At the heart of this prompt, we’d love to see readers pick a holiday that they’re not familiar with. However, you may choose a holiday that you celebrated previously (but no longer do), a holiday that your family celebrated as a child (but you no longer celebrate now), or a holiday that you’re familiar with but don’t celebrate.

Examples: Three Holidays and a Wedding, A Holly Jolly Diwali, The Matzah Ball, Hercule Poirot’s Christmas, Cemetery Boys
Goodreads: Set during a holiday you don’t celebrate

41. A sticker on the cover

Is there anything readers hate more than stickers on the cover? But for this prompt, that’s exactly what we’re looking for! It may be a physical removable sticker attached by the publisher or bookseller, a sticker that was included as part of the cover design, a digital sticker for advertising, etc.
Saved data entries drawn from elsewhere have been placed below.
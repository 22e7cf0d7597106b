//! # Error Types for Intcode

use crate::Word;
use thiserror::Error;

#[derive(Debug, Clone, PartialEq, Eq, Error)]
pub enum SpecError {
    // Instruction errors
    #[error("Invalid opcode {opcode} in instruction word {word}")]
    InvalidOpcode { word: Word, opcode: Word },

    #[error("Invalid addressing mode {digit} for parameter {param} in instruction word {word}")]
    InvalidMode { word: Word, param: usize, digit: Word },

    #[error("Immediate mode used for destination parameter {param} in instruction word {word}")]
    ImmediateWriteTarget { word: Word, param: usize },

    // Program text errors
    #[error("Syntax error at line {line}, column {column}: {message}")]
    SyntaxError {
        line: usize,
        column: usize,
        message: String,
    },

    #[error("Program text is empty")]
    EmptyProgram,

    // Program image errors
    #[error("Invalid program image: {0}")]
    InvalidFormat(String),

    // I/O errors
    #[error("I/O error: {0}")]
    IoError(String),
}

impl SpecError {
    /// Check if this error was raised while decoding an instruction word
    pub fn is_decode_error(&self) -> bool {
        matches!(
            self,
            SpecError::InvalidOpcode { .. }
                | SpecError::InvalidMode { .. }
                | SpecError::ImmediateWriteTarget { .. }
        )
    }
}

impl From<std::io::Error> for SpecError {
    fn from(err: std::io::Error) -> Self {
        SpecError::IoError(err.to_string())
    }
}

pub type Result<T> = std::result::Result<T, SpecError>;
Examples of how to complete this prompt include:

  • Books that have won a major literary award often have a “sticker” printed on the cover (Example: National Book Award winners, Pulitzer Prize winners, Newbery Medal finalists, etc)
  • Books that have been adapted as a movie or TV series may have a “Netflix Original” or “As Seen On…” sticker included as part of the cover design
  • Any sticker you place on the cover of a book (makes this prompt a freebie!)
  • A “25% off” sticker or other discount sticker from the bookstore
  • A price sticker from a used book store (front or back cover)
  • An “advance reader copy” sticker from a publisher
  • A “recommended by…” sticker from someone at the bookstore
  • Audio cover may have an “Only from Audible” or other similar sticker
  • Any book choice from Reese Witherspoon’s bookclub (regardless of whether you’re reading that edition or not)
  • Any book that’s been included in the “Once Upon a Book Club” book box (regardless of whether you’re reading that edition or not)
  • A cover design with a sticker, post-it note, or stamp on it
  • Books may also contain the word “sticker” in the title
  • A book written by an author whose last name is “Sticker”
  • The barcode on a library book

One of the main guidelines for this challenge is that “as long as at least one edition (or copy) fits the prompt, you can use it toward this prompt regardless of the edition you’re reading.” For instance, you may see a copy of a book at your local bookstore with a sticker on it but decide to listen to it on audio or read it on your e-reader. Any read that is posted in the Facebook group for this prompt will also work for you.

It’s always up to you how strict or flexible you want to be with each prompt. If you’d like a freebie — since library books usually have sticker barcodes, any book in your local library (or any global library) will fit this prompt.

Goodreads List: There is no Goodreads list for this prompt.

42. Author debut in second half of 2024

What is a debut? A debut is the first book published by a specific author.

For this prompt, we’re looking for a book that is an author’s debut work. The catch? We want it to be published in the second half of 2024. This means that the book should be published between July 1, 2024 and December 31, 2024.

It can be published by any debut author, and in any genre. Creative interpretations on a “debut” include: An author who has previously written non-fiction, and is debuting in fiction, or an author who was previously self-published but is now releasing their first novel published traditionally, etc.

While the majority of us will be unable to complete this prompt until the second half of 2024, you may also be able to complete this prompt early if you can get your hands on an advance copy of the author’s debut. (If you’re interested in advance reader copies, we recommend signing up for or checking out websites like NetGalley.com)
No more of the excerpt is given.